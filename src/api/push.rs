//! WebSocket push hub.
//!
//! Clients subscribe to topics (`Spectrum`, `Levels`, `Waveform`,
//! `Queue`, `RadioState`) and receive JSON frames as the runtime
//! publishes. Subscribe/unsubscribe are idempotent; the connected-client
//! count is exposed as a gauge on the event bus.

use std::collections::HashSet;
use std::sync::Arc;
use std::sync::atomic::{AtomicUsize, Ordering};

use axum::extract::ws::{Message, WebSocket};
use crossbeam_channel::Receiver;
use futures::{SinkExt, StreamExt};
use serde::Deserialize;
use tokio::sync::broadcast;

use crate::events::{EngineEvent, EventBus};
use crate::orchestrator::Orchestrator;
use crate::viz::{VizUpdate, VisualizationService};

/// Push topics.
#[derive(Debug, Clone, Copy, PartialEq, Eq, Hash)]
pub enum Topic {
    Spectrum,
    Levels,
    Waveform,
    Queue,
    RadioState,
}

impl Topic {
    fn parse(s: &str) -> Option<Self> {
        match s {
            "Spectrum" => Some(Self::Spectrum),
            "Levels" => Some(Self::Levels),
            "Waveform" => Some(Self::Waveform),
            "Queue" => Some(Self::Queue),
            "RadioState" => Some(Self::RadioState),
            _ => None,
        }
    }

    fn as_str(&self) -> &'static str {
        match self {
            Self::Spectrum => "Spectrum",
            Self::Levels => "Levels",
            Self::Waveform => "Waveform",
            Self::Queue => "Queue",
            Self::RadioState => "RadioState",
        }
    }
}

#[derive(Debug, Deserialize)]
struct ClientCommand {
    action: String,
    topic: String,
}

/// The hub: bridges the synchronous event bus into async land and tracks
/// the client gauge.
pub struct PushHub {
    bus: Arc<EventBus>,
    clients: AtomicUsize,
    engine_events: broadcast::Sender<EngineEvent>,
}

impl PushHub {
    /// Create the hub and start the bus bridge thread.
    pub fn new(bus: Arc<EventBus>) -> Arc<Self> {
        let (engine_events, _) = broadcast::channel(256);
        let hub = Arc::new(Self {
            clients: AtomicUsize::new(0),
            engine_events: engine_events.clone(),
            bus: Arc::clone(&bus),
        });

        let rx: Receiver<EngineEvent> = bus.subscribe();
        std::thread::Builder::new()
            .name("push-bridge".to_string())
            .spawn(move || {
                while let Ok(event) = rx.recv() {
                    // Only queue/radio changes matter to push clients;
                    // viz frames arrive on their own channel
                    if matches!(
                        event,
                        EngineEvent::QueueChanged { .. } | EngineEvent::RadioStateChanged { .. }
                    ) {
                        let _ = engine_events.send(event);
                    }
                }
            })
            .expect("failed to spawn push bridge");

        hub
    }

    pub fn connected_clients(&self) -> usize {
        self.clients.load(Ordering::Acquire)
    }

    fn client_connected(&self) {
        let count = self.clients.fetch_add(1, Ordering::AcqRel) + 1;
        self.bus.set_push_clients(count);
        tracing::info!(count, "push client connected");
    }

    fn client_disconnected(&self) {
        let count = self.clients.fetch_sub(1, Ordering::AcqRel).saturating_sub(1);
        self.bus.set_push_clients(count);
        tracing::info!(count, "push client disconnected");
    }

    /// Serve one accepted websocket until it closes.
    pub async fn serve(
        self: Arc<Self>,
        socket: WebSocket,
        viz: Arc<VisualizationService>,
        orchestrator: Arc<Orchestrator>,
    ) {
        self.client_connected();
        let (mut sink, mut stream) = socket.split();
        let mut topics: HashSet<Topic> = HashSet::new();
        let mut viz_rx = viz.subscribe();
        let mut engine_rx = self.engine_events.subscribe();

        loop {
            tokio::select! {
                incoming = stream.next() => {
                    match incoming {
                        Some(Ok(Message::Text(text))) => {
                            match serde_json::from_str::<ClientCommand>(&text) {
                                Ok(command) => {
                                    let Some(topic) = Topic::parse(&command.topic) else {
                                        continue;
                                    };
                                    // Idempotent by construction
                                    match command.action.as_str() {
                                        "subscribe" => {
                                            topics.insert(topic);
                                        }
                                        "unsubscribe" => {
                                            topics.remove(&topic);
                                        }
                                        _ => {}
                                    }
                                }
                                Err(e) => tracing::debug!("bad push command: {e}"),
                            }
                        }
                        Some(Ok(Message::Close(_))) | None => break,
                        Some(Ok(_)) => {}
                        Some(Err(e)) => {
                            tracing::debug!("push socket error: {e}");
                            break;
                        }
                    }
                }
                update = viz_rx.recv() => {
                    let Ok(update) = update else { continue };
                    let frame = match update {
                        VizUpdate::Spectrum(s) if topics.contains(&Topic::Spectrum) => {
                            frame(Topic::Spectrum, &*s)
                        }
                        VizUpdate::Levels(l) if topics.contains(&Topic::Levels) => {
                            frame(Topic::Levels, &l)
                        }
                        VizUpdate::Waveform(w) if topics.contains(&Topic::Waveform) => {
                            frame(Topic::Waveform, &*w)
                        }
                        _ => None,
                    };
                    if let Some(frame) = frame {
                        if sink.send(Message::Text(frame)).await.is_err() {
                            break;
                        }
                    }
                }
                event = engine_rx.recv() => {
                    let Ok(event) = event else { continue };
                    let frame = match event {
                        EngineEvent::QueueChanged { .. } if topics.contains(&Topic::Queue) => {
                            orchestrator.queue().ok().and_then(|items| {
                                let dtos: Vec<crate::api::dto::QueueItemDto> =
                                    items.into_iter().map(Into::into).collect();
                                frame(Topic::Queue, &dtos)
                            })
                        }
                        EngineEvent::RadioStateChanged { .. }
                            if topics.contains(&Topic::RadioState) =>
                        {
                            orchestrator
                                .primary()
                                .and_then(|p| p.as_radio().map(|r| r.radio_state()))
                                .and_then(|state| frame(Topic::RadioState, &state))
                        }
                        _ => None,
                    };
                    if let Some(frame) = frame {
                        if sink.send(Message::Text(frame)).await.is_err() {
                            break;
                        }
                    }
                }
            }
        }

        self.client_disconnected();
    }
}

fn frame<T: serde::Serialize>(topic: Topic, data: &T) -> Option<String> {
    serde_json::to_string(&serde_json::json!({
        "topic": topic.as_str(),
        "data": data,
    }))
    .ok()
}

#[cfg(test)]
mod tests {
    use super::*;

    #[test]
    fn test_topic_parsing() {
        assert_eq!(Topic::parse("Spectrum"), Some(Topic::Spectrum));
        assert_eq!(Topic::parse("RadioState"), Some(Topic::RadioState));
        assert_eq!(Topic::parse("spectrum"), None);
    }

    #[test]
    fn test_frame_shape() {
        let frame = frame(Topic::Levels, &serde_json::json!({"peak": 0.5})).unwrap();
        let value: serde_json::Value = serde_json::from_str(&frame).unwrap();
        assert_eq!(value["topic"], "Levels");
        assert_eq!(value["data"]["peak"], 0.5);
    }

    #[tokio::test]
    async fn test_gauge_tracks_connections() {
        let bus = Arc::new(EventBus::new());
        let hub = PushHub::new(Arc::clone(&bus));
        hub.client_connected();
        hub.client_connected();
        assert_eq!(hub.connected_clients(), 2);
        assert_eq!(bus.push_clients(), 2);
        hub.client_disconnected();
        assert_eq!(hub.connected_clients(), 1);
    }
}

++++

> [Activity]:
The records above should be copied out again in full, exactly as they appear.

> [The answer]:
filename src/api/push.rs
//! WebSocket push hub.
//!
//! Clients subscribe to topics (`Spectrum`, `Levels`, `Waveform`,
//! `Queue`, `RadioState`) and receive JSON frames as the runtime
//! publishes. Subscribe/unsubscribe are idempotent; the connected-client
//! count is exposed as a gauge on the event bus.

use std::collections::HashSet;
use std::sync::Arc;
use std::sync::atomic::{AtomicUsize, Ordering};

use axum::extract::ws::{Message, WebSocket};
use crossbeam_channel::Receiver;
use futures::{SinkExt, StreamExt};
use serde::Deserialize;
use tokio::sync::broadcast;

use crate::events::{EngineEvent, EventBus};
use crate::orchestrator::Orchestrator;
use crate::viz::{VizUpdate, VisualizationService};

/// Push topics.
#[derive(Debug, Clone, Copy, PartialEq, Eq, Hash)]
pub enum Topic {
    Spectrum,
    Levels,
    Waveform,
    Queue,
    RadioState,
}

impl Topic {
    fn parse(s: &str) -> Option<Self> {
        match s {
            "Spectrum" => Some(Self::Spectrum),
            "Levels" => Some(Self::Levels),
            "Waveform" => Some(Self::Waveform),
            "Queue" => Some(Self::Queue),
            "RadioState" => Some(Self::RadioState),
            _ => None,
        }
    }

    fn as_str(&self) -> &'static str {
        match self {
            Self::Spectrum => "Spectrum",
            Self::Levels => "Levels",
            Self::Waveform => "Waveform",
            Self::Queue => "Queue",
            Self::RadioState => "RadioState",
        }
    }
}

#[derive(Debug, Deserialize)]
struct ClientCommand {
    action: String,
    topic: String,
}

/// The hub: bridges the synchronous event bus into async land and tracks
/// the client gauge.
pub struct PushHub {
    bus: Arc<EventBus>,
    clients: AtomicUsize,
    engine_events: broadcast::Sender<EngineEvent>,
}

impl PushHub {
    /// Create the hub and start the bus bridge thread.
    pub fn new(bus: Arc<EventBus>) -> Arc<Self> {
        let (engine_events, _) = broadcast::channel(256);
        let hub = Arc::new(Self {
            clients: AtomicUsize::new(0),
            engine_events: engine_events.clone(),
            bus: Arc::clone(&bus),
        });

        let rx: Receiver<EngineEvent> = bus.subscribe();
        std::thread::Builder::new()
            .name("push-bridge".to_string())
            .spawn(move || {
                while let Ok(event) = rx.recv() {
                    // Only queue/radio changes matter to push clients;
                    // viz frames arrive on their own channel
                    if matches!(
                        event,
                        EngineEvent::QueueChanged { .. } | EngineEvent::RadioStateChanged { .. }
                    ) {
                        let _ = engine_events.send(event);
                    }
                }
            })
            .expect("failed to spawn push bridge");

        hub
    }

    pub fn connected_clients(&self) -> usize {
        self.clients.load(Ordering::Acquire)
    }

    fn client_connected(&self) {
        let count = self.clients.fetch_add(1, Ordering::AcqRel) + 1;
        self.bus.set_push_clients(count);
        tracing::info!(count, "push client connected");
    }

    fn client_disconnected(&self) {
        let count = self.clients.fetch_sub(1, Ordering::AcqRel).saturating_sub(1);
        self.bus.set_push_clients(count);
        tracing::info!(count, "push client disconnected");
    }

    /// Serve one accepted websocket until it closes.
    pub async fn serve(
        self: Arc<Self>,
        socket: WebSocket,
        viz: Arc<VisualizationService>,
        orchestrator: Arc<Orchestrator>,
    ) {
        self.client_connected();
        let (mut sink, mut stream) = socket.split();
        let mut topics: HashSet<Topic> = HashSet::new();
        let mut viz_rx = viz.subscribe();
        let mut engine_rx = self.engine_events.subscribe();

        loop {
            tokio::select! {
                incoming = stream.next() => {
                    match incoming {
                        Some(Ok(Message::Text(text))) => {
                            match serde_json::from_str::<ClientCommand>(&text) {
                                Ok(command) => {
                                    let Some(topic) = Topic::parse(&command.topic) else {
                                        continue;
                                    };
                                    // Idempotent by construction
                                    match command.action.as_str() {
                                        "subscribe" => {
                                            topics.insert(topic);
                                        }
                                        "unsubscribe" => {
                                            topics.remove(&topic);
                                        }
                                        _ => {}
                                    }
                                }
                                Err(e) => tracing::debug!("bad push command: {e}"),
                            }
                        }
                        Some(Ok(Message::Close(_))) | None => break,
                        Some(Ok(_)) => {}
                        Some(Err(e)) => {
                            tracing::debug!("push socket error: {e}");
                            break;
                        }
                    }
                }
                update = viz_rx.recv() => {
                    let Ok(update) = update else { continue };
                    let frame = match update {
                        VizUpdate::Spectrum(s) if topics.contains(&Topic::Spectrum) => {
                            frame(Topic::Spectrum, &*s)
                        }
                        VizUpdate::Levels(l) if topics.contains(&Topic::Levels) => {
                            frame(Topic::Levels, &l)
                        }
                        VizUpdate::Waveform(w) if topics.contains(&Topic::Waveform) => {
                            frame(Topic::Waveform, &*w)
                        }
                        _ => None,
                    };
                    if let Some(frame) = frame {
                        if sink.send(Message::Text(frame)).await.is_err() {
                            break;
                        }
                    }
                }
                event = engine_rx.recv() => {
                    let Ok(event) = event else { continue };
                    let frame = match event {
                        EngineEvent::QueueChanged { .. } if topics.contains(&Topic::Queue) => {
                            orchestrator.queue().ok().and_then(|items| {
                                let dtos: Vec<crate::api::dto::QueueItemDto> =
                                    items.into_iter().map(Into::into).collect();
                                frame(Topic::Queue, &dtos)
                            })
                        }
                        EngineEvent::RadioStateChanged { .. }
                            if topics.contains(&Topic::RadioState) =>
                        {
                            orchestrator
                                .primary()
                                .and_then(|p| p.as_radio().map(|r| r.radio_state()))
                                .and_then(|state| frame(Topic::RadioState, &state))
                        }
                        _ => None,
                    };
                    if let Some(frame) = frame {
                        if sink.send(Message::Text(frame)).await.is_err() {
                            break;
                        }
                    }
                }
            }
        }

        self.client_disconnected();
    }
}

fn frame<T: serde::Serialize>(topic: Topic, data: &T) -> Option<String> {
    serde_json::to_string(&serde_json::json!({
        "topic": topic.as_str(),
        "data": data,
    }))
    .ok()
}

#[cfg(test)]
mod tests {
    use super::*;

    #[test]
    fn test_topic_parsing() {
        assert_eq!(Topic::parse("Spectrum"), Some(Topic::Spectrum));
        assert_eq!(Topic::parse("RadioState"), Some(Topic::RadioState));
        assert_eq!(Topic::parse("spectrum"), None);
    }

    #[test]
    fn test_frame_shape() {
        let frame = frame(Topic::Levels, &serde_json::json!({"peak": 0.5})).unwrap();
        let value: serde_json::Value = serde_json::from_str(&frame).unwrap();
        assert_eq!(value["topic"], "Levels");
        assert_eq!(value["data"]["peak"], 0.5);
    }

    #[tokio::test]
    async fn test_gauge_tracks_connections() {
        let bus = Arc::new(EventBus::new());
        let hub = PushHub::new(Arc::clone(&bus));
        hub.client_connected();
        hub.client_connected();
        assert_eq!(hub.connected_clients(), 2);
        assert_eq!(bus.push_clients(), 2);
        hub.client_disconnected();
        assert_eq!(hub.connected_clients(), 1);
    }
}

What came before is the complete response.